[Stored data]
★ ★ ★

//! Sequential binary codec for session packets.
//!
//! A packet is a kind tag followed by fields in a fixed order agreed on by
//! both peers. There is no schema on the wire, so the reader must issue the
//! same typed reads, in the same order, that the writer issued. Running off
//! the end of the buffer therefore means the two peers disagree about the
//! protocol and is reported as a [`CodecError`] for the caller to log.
//!
//! All integers and floats are little-endian. Strings carry a `u16` byte
//! length prefix followed by UTF-8. Colors are four bytes (RGBA).

use glam::Vec3;
use serde::{Deserialize, Serialize};

use super::protocol::PacketKind;

pub const MAX_STRING_LEN: usize = u16::MAX as usize;

#[derive(Debug, Clone, PartialEq, Eq, thiserror::Error)]
pub enum CodecError {
    #[error("read past end of packet: needed {needed} bytes, {remaining} remaining")]
    UnexpectedEnd { needed: usize, remaining: usize },
    #[error("unknown packet kind {0}")]
    UnknownKind(u8),
    #[error("string field is not valid UTF-8")]
    InvalidUtf8,
    #[error("string of {0} bytes exceeds the length prefix")]
    StringTooLong(usize),
    #[error("invalid field value: {0}")]
    InvalidValue(&'static str),
}

#[derive(Debug, Clone, Copy, PartialEq, Eq, Hash, Default, Serialize, Deserialize)]
pub struct Color32 {
    pub r: u8,
    pub g: u8,
    pub b: u8,
    pub a: u8,
}

impl Color32 {
    pub const WHITE: Self = Self::rgb(255, 255, 255);
    pub const RED: Self = Self::rgb(255, 0, 0);
    pub const YELLOW: Self = Self::rgb(255, 235, 4);

    pub const fn rgb(r: u8, g: u8, b: u8) -> Self {
        Self { r, g, b, a: 255 }
    }
}

/// Write-only packet under construction.
#[derive(Debug, Clone)]
pub struct PacketWriter {
    buf: Vec<u8>,
}

impl PacketWriter {
    pub fn new(kind: PacketKind) -> Self {
        Self::with_capacity(kind, 64)
    }

    pub fn with_capacity(kind: PacketKind, capacity: usize) -> Self {
        let mut buf = Vec::with_capacity(capacity.max(1));
        buf.push(kind as u8);
        Self { buf }
    }

    pub fn write_byte(&mut self, value: u8) -> &mut Self {
        self.buf.push(value);
        self
    }

    pub fn write_int(&mut self, value: i32) -> &mut Self {
        self.buf.extend_from_slice(&value.to_le_bytes());
        self
    }

    pub fn write_float(&mut self, value: f32) -> &mut Self {
        self.buf.extend_from_slice(&value.to_le_bytes());
        self
    }

    pub fn write_string(&mut self, value: &str) -> Result<&mut Self, CodecError> {
        let bytes = value.as_bytes();
        if bytes.len() > MAX_STRING_LEN {
            return Err(CodecError::StringTooLong(bytes.len()));
        }
        self.buf.extend_from_slice(&(bytes.len() as u16).to_le_bytes());
        self.buf.extend_from_slice(bytes);
        Ok(self)
    }

    pub fn write_color(&mut self, color: Color32) -> &mut Self {
        self.buf.extend_from_slice(&[color.r, color.g, color.b, color.a]);
        self
    }

    pub fn write_vector3(&mut self, value: Vec3) -> &mut Self {
        self.write_float(value.x)
            .write_float(value.y)
            .write_float(value.z)
    }

    pub fn write_bytes(&mut self, values: &[u8]) -> &mut Self {
        self.buf.extend_from_slice(values);
        self
    }

    pub fn len(&self) -> usize {
        self.buf.len()
    }

    pub fn is_empty(&self) -> bool {
        self.buf.is_empty()
    }

    pub fn finish(self) -> Vec<u8> {
        self.buf
    }
}

/// Read-only view over a received packet. The cursor only moves forward.
#[derive(Debug, Clone)]
pub struct PacketReader<'a> {
    data: &'a [u8],
    cursor: usize,
}

impl<'a> PacketReader<'a> {
    pub fn new(data: &'a [u8]) -> Self {
        Self { data, cursor: 0 }
    }

    pub fn remaining(&self) -> usize {
        self.data.len() - self.cursor
    }

    pub fn position(&self) -> usize {
        self.cursor
    }

    fn take(&mut self, needed: usize) -> Result<&'a [u8], CodecError> {
        let remaining = self.remaining();
        if needed > remaining {
            return Err(CodecError::UnexpectedEnd { needed, remaining });
        }
        let slice = &self.data[self.cursor..self.cursor + needed];
        self.cursor += needed;
        Ok(slice)
    }

    fn take_array<const N: usize>(&mut self) -> Result<[u8; N], CodecError> {
        let mut out = [0u8; N];
        out.copy_from_slice(self.take(N)?);
        Ok(out)
    }

    pub fn read_kind(&mut self) -> Result<PacketKind, CodecError> {
        let tag = self.read_byte()?;
        PacketKind::try_from(tag)
    }

    pub fn read_byte(&mut self) -> Result<u8, CodecError> {
        Ok(self.take_array::<1>()?[0])
    }

    pub fn read_int(&mut self) -> Result<i32, CodecError> {
        Ok(i32::from_le_bytes(self.take_array()?))
    }

    pub fn read_float(&mut self) -> Result<f32, CodecError> {
        Ok(f32::from_le_bytes(self.take_array()?))
    }

    pub fn read_string(&mut self) -> Result<String, CodecError> {
        let len = u16::from_le_bytes(self.take_array()?) as usize;
        let bytes = self.take(len)?;
        String::from_utf8(bytes.to_vec()).map_err(|_| CodecError::InvalidUtf8)
    }

    pub fn read_color(&mut self) -> Result<Color32, CodecError> {
        let [r, g, b, a] = self.take_array()?;
        Ok(Color32 { r, g, b, a })
    }

    pub fn read_vector3(&mut self) -> Result<Vec3, CodecError> {
        let x = self.read_float()?;
        let y = self.read_float()?;
        let z = self.read_float()?;
        Ok(Vec3::new(x, y, z))
    }

    pub fn read_bytes(&mut self, len: usize) -> Result<Vec<u8>, CodecError> {
        Ok(self.take(len)?.to_vec())
    }

    /// Reads an `int` count and checks it is non-negative.
    pub fn read_count(&mut self) -> Result<usize, CodecError> {
        let count = self.read_int()?;
        usize::try_from(count).map_err(|_| CodecError::InvalidValue("negative count"))
    }
}

#[cfg(test)]
mod tests {
    use super::*;

    #[test]
    fn test_fields_read_back_in_order() {
        let mut writer = PacketWriter::new(PacketKind::ChatMessage);
        writer
            .write_int(-7)
            .write_float(2.5)
            .write_color(Color32::rgb(1, 2, 3))
            .write_vector3(Vec3::new(1.0, -2.0, 3.5));
        writer.write_string("héllo").unwrap();
        let bytes = writer.finish();

        let mut reader = PacketReader::new(&bytes);
        assert_eq!(reader.read_kind().unwrap(), PacketKind::ChatMessage);
        assert_eq!(reader.read_int().unwrap(), -7);
        assert_eq!(reader.read_float().unwrap(), 2.5);
        assert_eq!(reader.read_color().unwrap(), Color32::rgb(1, 2, 3));
        assert_eq!(reader.read_vector3().unwrap(), Vec3::new(1.0, -2.0, 3.5));
        assert_eq!(reader.read_string().unwrap(), "héllo");
        assert_eq!(reader.remaining(), 0);
    }

    #[test]
    fn test_kind_tag_leads_buffer() {
        let bytes = PacketWriter::new(PacketKind::PlayerLeft).finish();
        assert_eq!(bytes, vec![PacketKind::PlayerLeft as u8]);
    }

    #[test]
    fn test_empty_string() {
        let mut writer = PacketWriter::new(PacketKind::Message);
        writer.write_string("").unwrap();
        let bytes = writer.finish();
        assert_eq!(bytes.len(), 3);

        let mut reader = PacketReader::new(&bytes);
        reader.read_kind().unwrap();
        assert_eq!(reader.read_string().unwrap(), "");
    }

    #[test]
    fn test_read_past_end_is_error() {
        let mut writer = PacketWriter::new(PacketKind::Login);
        writer.write_byte(9);
        let bytes = writer.finish();

        let mut reader = PacketReader::new(&bytes);
        reader.read_kind().unwrap();
        assert_eq!(
            reader.read_int(),
            Err(CodecError::UnexpectedEnd {
                needed: 4,
                remaining: 1
            })
        );
    }

    #[test]
    fn test_truncated_string_body() {
        let bytes = [PacketKind::Login as u8, 10, 0, b'a', b'b'];
        let mut reader = PacketReader::new(&bytes);
        reader.read_kind().unwrap();
        assert!(matches!(
            reader.read_string(),
            Err(CodecError::UnexpectedEnd { needed: 10, .. })
        ));
    }

    #[test]
    fn test_unknown_kind() {
        let mut reader = PacketReader::new(&[200]);
        assert_eq!(reader.read_kind(), Err(CodecError::UnknownKind(200)));
    }

    #[test]
    fn test_negative_count_rejected() {
        let mut writer = PacketWriter::new(PacketKind::StateUpdate);
        writer.write_int(-1);
        let bytes = writer.finish();
        let mut reader = PacketReader::new(&bytes);
        reader.read_kind().unwrap();
        assert!(matches!(
            reader.read_count(),
            Err(CodecError::InvalidValue(_))
        ));
    }

    #[test]
    fn test_invalid_utf8() {
        let bytes = [PacketKind::Message as u8, 2, 0, 0xff, 0xfe];
        let mut reader = PacketReader::new(&bytes);
        reader.read_kind().unwrap();
        assert_eq!(reader.read_string(), Err(CodecError::InvalidUtf8));
    }
}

★ ★ ★

** EXERCISE INSTRUCTIONS **
From the entries above, return exactly the line containing "let mut buf", the line containing "self.write_float(value.x)", and all lines between, and nothing else.

** THE COMPLETED TASK **
        let mut buf = Vec::with_capacity(capacity.max(1));
        buf.push(kind as u8);
        Self { buf }
    }

    pub fn write_byte(&mut self, value: u8) -> &mut Self {
        self.buf.push(value);
        self
    }

    pub fn write_int(&mut self, value: i32) -> &mut Self {
        self.buf.extend_from_slice(&value.to_le_bytes());
        self
    }

    pub fn write_float(&mut self, value: f32) -> &mut Self {
        self.buf.extend_from_slice(&value.to_le_bytes());
        self
    }

    pub fn write_string(&mut self, value: &str) -> Result<&mut Self, CodecError> {
        let bytes = value.as_bytes();
        if bytes.len() > MAX_STRING_LEN {
            return Err(CodecError::StringTooLong(bytes.len()));
        }
        self.buf.extend_from_slice(&(bytes.len() as u16).to_le_bytes());
        self.buf.extend_from_slice(bytes);
        Ok(self)
    }

    pub fn write_color(&mut self, color: Color32) -> &mut Self {
        self.buf.extend_from_slice(&[color.r, color.g, color.b, color.a]);
        self
    }

    pub fn write_vector3(&mut self, value: Vec3) -> &mut Self {
        self.write_float(value.x)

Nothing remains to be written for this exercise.